В конечном счете, именно радио внесло полный электрический заряд в мир фонографа. Радиоприемник образца 1924 года был уже выше по качеству звучания и вскоре стал подавлять фонограф и звукозаписывающий бизнес. Со временем радио восстановило бизнес звукозаписи, расширив массовые вкусы в направлении классики.
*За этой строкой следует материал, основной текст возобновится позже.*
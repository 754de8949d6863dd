//! Events delivered to the background worker.

use serde::{Deserialize, Serialize};
use serde_json::Value;

use crate::error::{PushError, Result};
use crate::worker::payload::{DisplayedNotification, NotificationPayload};

/// Event kind, used to key the dispatcher.
#[derive(Debug, Clone, Copy, PartialEq, Eq, Serialize, Deserialize)]
#[serde(rename_all = "lowercase")]
pub enum EventKind {
    Push,
    NotificationClick,
    NotificationClose,
}

impl EventKind {
    /// Parse event kind from string.
    pub fn parse(s: &str) -> Option<Self> {
        match s.to_lowercase().as_str() {
            "push" => Some(Self::Push),
            "notificationclick" | "notification-click" | "notification_click" => {
                Some(Self::NotificationClick)
            }
            "notificationclose" | "notification-close" | "notification_close" => {
                Some(Self::NotificationClose)
            }
            _ => None,
        }
    }

    pub fn as_str(&self) -> &'static str {
        match self {
            Self::Push => "push",
            Self::NotificationClick => "notificationclick",
            Self::NotificationClose => "notificationclose",
        }
    }
}

impl std::fmt::Display for EventKind {
    fn fmt(&self, f: &mut std::fmt::Formatter<'_>) -> std::fmt::Result {
        f.write_str(self.as_str())
    }
}

/// A worker event as the host hands it over.
#[derive(Debug, Clone, PartialEq, Serialize, Deserialize)]
#[serde(tag = "type", rename_all = "lowercase")]
pub enum WorkerEvent {
    Push {
        /// Message body: a JSON string, or JSON already decoded by the host.
        #[serde(default)]
        data: Option<Value>,
    },
    NotificationClick {
        notification: DisplayedNotification,
        /// Id of the tray button pressed, absent for a body click.
        #[serde(default)]
        action: Option<String>,
    },
    NotificationClose {
        notification: DisplayedNotification,
    },
}

impl WorkerEvent {
    pub fn kind(&self) -> EventKind {
        match self {
            Self::Push { .. } => EventKind::Push,
            Self::NotificationClick { .. } => EventKind::NotificationClick,
            Self::NotificationClose { .. } => EventKind::NotificationClose,
        }
    }

    /// Decode an event from host JSON.
    pub fn parse(input: &str) -> Result<Self> {
        serde_json::from_str(input).map_err(|e| PushError::invalid_payload(e.to_string()))
    }

    /// Decode an event whose kind is already known, with the `type` tag optional.
    pub fn parse_as(kind: EventKind, input: &str) -> Result<Self> {
        let mut value: Value = serde_json::from_str(input)
            .map_err(|e| PushError::invalid_payload(e.to_string()))?;
        let Some(object) = value.as_object_mut() else {
            return Err(PushError::invalid_payload("event must be a JSON object"));
        };
        object.insert("type".to_string(), Value::String(kind.as_str().to_string()));
        serde_json::from_value(value).map_err(|e| PushError::invalid_payload(e.to_string()))
    }
}

/// Decode a push message body into a payload.
///
/// `Ok(None)` means there was nothing to show.
pub fn decode_push_data(data: Option<Value>) -> Result<Option<NotificationPayload>> {
    match data {
        None | Some(Value::Null) => Ok(None),
        Some(Value::String(text)) if text.trim().is_empty() => Ok(None),
        Some(Value::String(text)) => NotificationPayload::parse(&text).map(Some),
        Some(value) => NotificationPayload::from_value(value).map(Some),
    }
}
Реальный прорыв произошел после второй мировой войны, когда стали доступны магнитофоны. Это означало конец записи звука с помощью насечек и сопутствовавшего этому поверхностного шума. В 1949 году эра электрической аппаратуры класса hi-fi стала еще одним спасителем фонографического бизнеса. Вскоре предъявляемое ею требование «реалистичного звука» срослось с телевизионным образом, и это было частью реанимации тактильного опыта. Ибо создание впечатления присутствия играющих инструментов «прямо в той комнате, где вы находитесь» — это стремление достичь союза слухового и тактильного в точности струнных инструментов, а это в значительной степени скульптурный опыт. Быть в присутствии музыкантов-исполнителей значит переживать их прикасание к инструментам и обращение с ними как тактильное и кинетическое событие, а не только звуковое. Таким образом, можно сказать, что аппаратура класса hi-fi — это не поиск абстрактных звуковых эффектов в отрыве от других чувств. С появлением hi-fi фонограф встречается с тактильным вызовом телевидения.
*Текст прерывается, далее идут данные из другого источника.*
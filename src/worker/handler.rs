//! Background delivery handler.
//!
//! Runs in the worker context, which shares no memory with the foreground.
//! Every handler degrades to "no notification" or "no navigation"; nothing
//! escapes [`BackgroundDeliveryHandler::dispatch`].

use serde::{Deserialize, Serialize};
use serde_json::Value;

use crate::config::WorkerConfig;
use crate::error::FailOpen;
use crate::platform::WorkerHost;
use crate::worker::events::{decode_push_data, WorkerEvent};
use crate::worker::payload::{DisplayedNotification, DISMISS_ACTION};

/// Why a push produced no notification.
#[derive(Debug, Clone, Copy, PartialEq, Eq, Serialize, Deserialize)]
#[serde(rename_all = "snake_case")]
pub enum IgnoreReason {
    NoPayload,
    MalformedPayload,
    NotificationsUnsupported,
    PermissionNotGranted,
    DisplayFailed,
}

/// What handling an event ended up doing.
#[derive(Debug, Clone, PartialEq, Eq, Serialize, Deserialize)]
#[serde(tag = "outcome", rename_all = "snake_case")]
pub enum EventOutcome {
    Displayed { title: String, tag: String },
    Ignored { reason: IgnoreReason },
    /// The dismiss button was pressed.
    Dismissed,
    Focused { client_id: String, url: String },
    Opened { url: String },
    /// No window matched and none could be opened.
    NotNavigated { url: String },
    Closed,
}

/// Dispatcher for worker events.
pub struct BackgroundDeliveryHandler<H: WorkerHost> {
    host: H,
    defaults: WorkerConfig,
}

impl<H: WorkerHost> BackgroundDeliveryHandler<H> {
    pub fn new(host: H, defaults: WorkerConfig) -> Self {
        Self { host, defaults }
    }

    /// Handle one event. Completes only after the platform calls it makes.
    pub async fn dispatch(&self, event: WorkerEvent) -> EventOutcome {
        let kind = event.kind();
        let outcome = match event {
            WorkerEvent::Push { data } => self.handle_push(data).await,
            WorkerEvent::NotificationClick {
                notification,
                action,
            } => self.handle_click(notification, action).await,
            WorkerEvent::NotificationClose { notification } => {
                self.handle_close(notification).await
            }
        };
        tracing::debug!(event = %kind, outcome = ?outcome, "worker event handled");
        outcome
    }

    // =========================================================================
    // Push
    // =========================================================================

    async fn handle_push(&self, data: Option<Value>) -> EventOutcome {
        let payload = match decode_push_data(data) {
            Ok(Some(payload)) => payload,
            Ok(None) => return ignored(IgnoreReason::NoPayload),
            Err(err) => {
                tracing::warn!(error = %err, "dropping malformed push payload");
                return ignored(IgnoreReason::MalformedPayload);
            }
        };

        if !self.host.supports_notifications() {
            return ignored(IgnoreReason::NotificationsUnsupported);
        }
        if !self.host.permission().await.is_granted() {
            return ignored(IgnoreReason::PermissionNotGranted);
        }

        let options = payload.to_options(&self.defaults);
        match self.host.show_notification(&payload.title, &options).await {
            Ok(()) => EventOutcome::Displayed {
                title: payload.title,
                tag: options.tag,
            },
            Err(err) => {
                tracing::warn!(error = %err, "failed to show notification");
                ignored(IgnoreReason::DisplayFailed)
            }
        }
    }

    // =========================================================================
    // Click
    // =========================================================================

    async fn handle_click(
        &self,
        notification: DisplayedNotification,
        action: Option<String>,
    ) -> EventOutcome {
        self.host
            .close_notification(&notification.id)
            .await
            .fail_open_default("closing clicked notification");

        if action.as_deref() == Some(DISMISS_ACTION) {
            return EventOutcome::Dismissed;
        }

        let url = notification.target_url();
        let clients = self
            .host
            .match_window_clients(true)
            .await
            .fail_open_default("listing window clients");

        for client in clients.iter().filter(|c| c.focusable && c.shows(&url)) {
            match self.host.focus_client(&client.id).await {
                Ok(()) => {
                    return EventOutcome::Focused {
                        client_id: client.id.clone(),
                        url,
                    }
                }
                Err(err) => {
                    tracing::debug!(client = %client.id, error = %err, "focus failed");
                }
            }
        }

        if self.host.supports_open_window() {
            match self.host.open_window(&url).await {
                Ok(()) => return EventOutcome::Opened { url },
                Err(err) => tracing::warn!(url = %url, error = %err, "failed to open window"),
            }
        }

        EventOutcome::NotNavigated { url }
    }

    // =========================================================================
    // Close
    // =========================================================================

    async fn handle_close(&self, notification: DisplayedNotification) -> EventOutcome {
        tracing::debug!(
            id = %notification.id,
            tag = ?notification.tag,
            "notification closed"
        );
        EventOutcome::Closed
    }
}

fn ignored(reason: IgnoreReason) -> EventOutcome {
    tracing::debug!(reason = ?reason, "push ignored");
    EventOutcome::Ignored { reason }
}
Стереозвук, ставший очередным достижением, представляет собой «всеобъемлющий» или «обволакивающий» звук. Прежде звук шел из одной точки, в соответствии со склонностью визуальной культуры к фиксированной точке зрения. Переворот, вызванный аппаратурой hi-fi, реально стал для музыки тем же, чем был кубизм для живописи и символизм для литературы, а именно: принятием множественных граней и планов в едином опыте. Иными словами, стереозвук есть глубинный звук, подобно тому, как телевидение есть визуальная глубина.
Пожалуй, не будет большим противоречием сказать, что как только средство коммуникации становится средством глубинного опыта, старые категории «классического» и «популярного», «высокоинтеллектуального» и «простонародного» перестают существовать. Лицезрение по телевидению операции, проводимой ребенку с врожденным пороком сердца, не подпадает ни под одну из этих категорий. Когда появились долгоиграющая пластинка, hi-fi и стерео, пришел также и глубинный подход к музыкальному опыту. Каждый человек утратил трудности с восприятием «высокоинтеллектуального», а серьезные люди утратили свою предвзятость в отношении популярной музыки и культуры. Все, к чему бы ни подходили с глубинными мерками, приобретает не меньший интерес, чем самые великие вопросы. Ибо «глубина» означает «во взаимосвязи», а не «в изоляции». Глубина означает не точку зрения, а озарение; озарение же есть своего рода ментальное вовлечение в процесс, заставляющее содержательную сторону предмета казаться совершенно вторичной. Само сознание есть инклюзивный процесс, вообще не зависящий от содержания. Сознание не постулирует сознания чего бы то ни было в частности.